◆ What you are asked to do ◆
Repeat the material in full. Keep every line exactly as it is.

◆ Source information ◆

//! Corpus construction from a directory of HTML pages

use super::corpus::CorpusGraph;
use super::link_extractor::extract_links;
use crate::config::CrawlConfig;
use crate::error::{Result, SurfRankError};
use glob::Pattern;
use std::collections::BTreeSet;
use std::path::{Path, PathBuf};
use walkdir::{DirEntry, WalkDir};

/// A page file found while scanning the corpus directory
#[derive(Debug, Clone)]
pub struct PageFile {
    pub path: PathBuf,
    pub page_id: String,
}

/// Scan `root` for page files matching the crawl pattern
pub fn scan_pages(root: &Path, config: &CrawlConfig) -> Result<Vec<PageFile>> {
    if !root.is_dir() {
        return Err(SurfRankError::Crawl(format!(
            "not a directory: {}",
            root.display()
        )));
    }

    let pattern = Pattern::new(&config.pattern)?;
    let mut results = Vec::new();

    let mut walker = WalkDir::new(root).sort_by_file_name();
    if !config.recursive {
        walker = walker.max_depth(1);
    }

    let entries = walker
        .into_iter()
        .filter_entry(|e| e.depth() == 0 || !should_skip(e, config));

    for entry in entries {
        let entry = entry?;
        if !entry.file_type().is_file() {
            continue;
        }

        let path = entry.path();
        let page_id = match path.strip_prefix(root) {
            Ok(rel) => rel
                .components()
                .map(|c| c.as_os_str().to_string_lossy())
                .collect::<Vec<_>>()
                .join("/"),
            Err(_) => continue,
        };

        if pattern.matches(&page_id) {
            results.push(PageFile {
                path: path.to_path_buf(),
                page_id,
            });
        }
    }

    Ok(results)
}

fn should_skip(entry: &DirEntry, config: &CrawlConfig) -> bool {
    config.exclude_hidden && entry.file_name().to_string_lossy().starts_with('.')
}

/// Parse every page under `root` and build the corpus graph.
///
/// Links to pages outside the crawled set and self-links are dropped.
pub fn crawl(root: &Path, config: &CrawlConfig) -> Result<CorpusGraph> {
    let files = scan_pages(root, config)?;
    if files.is_empty() {
        return Err(SurfRankError::InvalidInput(format!(
            "no pages matching '{}' found in {}",
            config.pattern,
            root.display()
        )));
    }

    let mut links: Vec<(String, BTreeSet<String>)> = Vec::with_capacity(files.len());
    for file in files {
        let content = std::fs::read_to_string(&file.path)?;
        let targets = extract_links(&content, &file.page_id);
        links.push((file.page_id, targets));
    }

    let graph = CorpusGraph::from_links(links);
    tracing::info!(
        pages = graph.len(),
        links = graph.link_count(),
        dangling = graph.dangling_indices().len(),
        "Crawled corpus from {}",
        root.display()
    );

    Ok(graph)
}

#[cfg(test)]
mod tests {
    use super::*;
    use std::fs;
    use tempfile::TempDir;

    fn write(dir: &TempDir, path: &str, content: &str) {
        let full = dir.path().join(path);
        if let Some(parent) = full.parent() {
            fs::create_dir_all(parent).unwrap();
        }
        fs::write(full, content).unwrap();
    }

    #[test]
    fn test_crawl_top_level_only() {
        let dir = TempDir::new().unwrap();
        write(&dir, "1.html", r#"<a href="2.html">2</a> <a href="1.html">me</a>"#);
        write(&dir, "2.html", r#"<a href="1.html">1</a> <a href="nowhere.html">x</a>"#);
        write(&dir, "notes.txt", r#"<a href="1.html">ignored</a>"#);
        write(&dir, "sub/3.html", r#"<a href="../1.html">1</a>"#);

        let graph = crawl(dir.path(), &CrawlConfig::default()).unwrap();

        let pages: Vec<&str> = graph.pages().collect();
        assert_eq!(pages, vec!["1.html", "2.html"]);
        assert_eq!(graph.link_count(), 2);
    }

    #[test]
    fn test_crawl_recursive() {
        let dir = TempDir::new().unwrap();
        write(&dir, "1.html", r#"<a href="sub/3.html">3</a>"#);
        write(&dir, "sub/3.html", r#"<a href="../1.html">1</a>"#);
        write(&dir, ".hidden/4.html", r#"<a href="../1.html">1</a>"#);

        let config = CrawlConfig {
            recursive: true,
            ..CrawlConfig::default()
        };
        let graph = crawl(dir.path(), &config).unwrap();

        let pages: Vec<&str> = graph.pages().collect();
        assert_eq!(pages, vec!["1.html", "sub/3.html"]);
        let out: Vec<&str> = graph.outbound("sub/3.html").unwrap().collect();
        assert_eq!(out, vec!["1.html"]);
    }

    #[test]
    fn test_crawl_link_above_root_is_dropped() {
        let dir = TempDir::new().unwrap();
        write(&dir, "1.html", r#"<a href="2.html">2</a>"#);
        write(&dir, "2.html", r#"<a href="../1.html">outside</a>"#);

        let graph = crawl(dir.path(), &CrawlConfig::default()).unwrap();

        assert_eq!(graph.len(), 2);
        assert_eq!(graph.link_count(), 1);
        assert!(graph.is_dangling(graph.index_of("2.html").unwrap()));
    }

    #[test]
    fn test_crawl_empty_dir() {
        let dir = TempDir::new().unwrap();
        let err = crawl(dir.path(), &CrawlConfig::default()).unwrap_err();
        assert!(err.is_invalid_input());
    }

    #[test]
    fn test_crawl_missing_dir() {
        let dir = TempDir::new().unwrap();
        let missing = dir.path().join("missing");
        let err = crawl(&missing, &CrawlConfig::default()).unwrap_err();
        assert!(matches!(err, SurfRankError::Crawl(_)));
    }
}
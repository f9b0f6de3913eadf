//! Sampling-only ranking command

use crate::app::{OutputFormat, RankArgs};
use crate::output;
use anyhow::Result;
use surfrank_core::{Config, SamplingEstimator};

pub fn run(args: RankArgs, config: Config, format: OutputFormat) -> Result<()> {
    let (graph, config) = super::prepare(&args, config)?;

    let ranks = SamplingEstimator::new()
        .with_damping(config.rank.damping)
        .with_samples(config.rank.samples)
        .with_seed(config.rank.seed)
        .run(&graph)?;

    print!("{}", output::format_ranks(&ranks, format));
    Ok(())
}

◆ Response ◆
//! Corpus construction from a directory of HTML pages

use super::corpus::CorpusGraph;
use super::link_extractor::extract_links;
use crate::config::CrawlConfig;
use crate::error::{Result, SurfRankError};
use glob::Pattern;
use std::collections::BTreeSet;
use std::path::{Path, PathBuf};
use walkdir::{DirEntry, WalkDir};

/// A page file found while scanning the corpus directory
#[derive(Debug, Clone)]
pub struct PageFile {
    pub path: PathBuf,
    pub page_id: String,
}

/// Scan `root` for page files matching the crawl pattern
pub fn scan_pages(root: &Path, config: &CrawlConfig) -> Result<Vec<PageFile>> {
    if !root.is_dir() {
        return Err(SurfRankError::Crawl(format!(
            "not a directory: {}",
            root.display()
        )));
    }

    let pattern = Pattern::new(&config.pattern)?;
    let mut results = Vec::new();

    let mut walker = WalkDir::new(root).sort_by_file_name();
    if !config.recursive {
        walker = walker.max_depth(1);
    }

    let entries = walker
        .into_iter()
        .filter_entry(|e| e.depth() == 0 || !should_skip(e, config));

    for entry in entries {
        let entry = entry?;
        if !entry.file_type().is_file() {
            continue;
        }

        let path = entry.path();
        let page_id = match path.strip_prefix(root) {
            Ok(rel) => rel
                .components()
                .map(|c| c.as_os_str().to_string_lossy())
                .collect::<Vec<_>>()
                .join("/"),
            Err(_) => continue,
        };

        if pattern.matches(&page_id) {
            results.push(PageFile {
                path: path.to_path_buf(),
                page_id,
            });
        }
    }

    Ok(results)
}

fn should_skip(entry: &DirEntry, config: &CrawlConfig) -> bool {
    config.exclude_hidden && entry.file_name().to_string_lossy().starts_with('.')
}

/// Parse every page under `root` and build the corpus graph.
///
/// Links to pages outside the crawled set and self-links are dropped.
pub fn crawl(root: &Path, config: &CrawlConfig) -> Result<CorpusGraph> {
    let files = scan_pages(root, config)?;
    if files.is_empty() {
        return Err(SurfRankError::InvalidInput(format!(
            "no pages matching '{}' found in {}",
            config.pattern,
            root.display()
        )));
    }

    let mut links: Vec<(String, BTreeSet<String>)> = Vec::with_capacity(files.len());
    for file in files {
        let content = std::fs::read_to_string(&file.path)?;
        let targets = extract_links(&content, &file.page_id);
        links.push((file.page_id, targets));
    }

    let graph = CorpusGraph::from_links(links);
    tracing::info!(
        pages = graph.len(),
        links = graph.link_count(),
        dangling = graph.dangling_indices().len(),
        "Crawled corpus from {}",
        root.display()
    );

    Ok(graph)
}

#[cfg(test)]
mod tests {
    use super::*;
    use std::fs;
    use tempfile::TempDir;

    fn write(dir: &TempDir, path: &str, content: &str) {
        let full = dir.path().join(path);
        if let Some(parent) = full.parent() {
            fs::create_dir_all(parent).unwrap();
        }
        fs::write(full, content).unwrap();
    }

    #[test]
    fn test_crawl_top_level_only() {
        let dir = TempDir::new().unwrap();
        write(&dir, "1.html", r#"<a href="2.html">2</a> <a href="1.html">me</a>"#);
        write(&dir, "2.html", r#"<a href="1.html">1</a> <a href="nowhere.html">x</a>"#);
        write(&dir, "notes.txt", r#"<a href="1.html">ignored</a>"#);
        write(&dir, "sub/3.html", r#"<a href="../1.html">1</a>"#);

        let graph = crawl(dir.path(), &CrawlConfig::default()).unwrap();

        let pages: Vec<&str> = graph.pages().collect();
        assert_eq!(pages, vec!["1.html", "2.html"]);
        assert_eq!(graph.link_count(), 2);
    }

    #[test]
    fn test_crawl_recursive() {
        let dir = TempDir::new().unwrap();
        write(&dir, "1.html", r#"<a href="sub/3.html">3</a>"#);
        write(&dir, "sub/3.html", r#"<a href="../1.html">1</a>"#);
        write(&dir, ".hidden/4.html", r#"<a href="../1.html">1</a>"#);

        let config = CrawlConfig {
            recursive: true,
            ..CrawlConfig::default()
        };
        let graph = crawl(dir.path(), &config).unwrap();

        let pages: Vec<&str> = graph.pages().collect();
        assert_eq!(pages, vec!["1.html", "sub/3.html"]);
        let out: Vec<&str> = graph.outbound("sub/3.html").unwrap().collect();
        assert_eq!(out, vec!["1.html"]);
    }

    #[test]
    fn test_crawl_link_above_root_is_dropped() {
        let dir = TempDir::new().unwrap();
        write(&dir, "1.html", r#"<a href="2.html">2</a>"#);
        write(&dir, "2.html", r#"<a href="../1.html">outside</a>"#);

        let graph = crawl(dir.path(), &CrawlConfig::default()).unwrap();

        assert_eq!(graph.len(), 2);
        assert_eq!(graph.link_count(), 1);
        assert!(graph.is_dangling(graph.index_of("2.html").unwrap()));
    }

    #[test]
    fn test_crawl_empty_dir() {
        let dir = TempDir::new().unwrap();
        let err = crawl(dir.path(), &CrawlConfig::default()).unwrap_err();
        assert!(err.is_invalid_input());
    }

    #[test]
    fn test_crawl_missing_dir() {
        let dir = TempDir::new().unwrap();
        let missing = dir.path().join("missing");
        let err = crawl(&missing, &CrawlConfig::default()).unwrap_err();
        assert!(matches!(err, SurfRankError::Crawl(_)));
    }
}
repository f9b0f6de3913eadf
//! Sampling-only ranking command

use crate::app::{OutputFormat, RankArgs};
use crate::output;
use anyhow::Result;
use surfrank_core::{Config, SamplingEstimator};

pub fn run(args: RankArgs, config: Config, format: OutputFormat) -> Result<()> {
    let (graph, config) = super::prepare(&args, config)?;

    let ranks = SamplingEstimator::new()
        .with_damping(config.rank.damping)
        .with_samples(config.rank.samples)
        .with_seed(config.rank.seed)
        .run(&graph)?;

    print!("{}", output::format_ranks(&ranks, format));
    Ok(())
}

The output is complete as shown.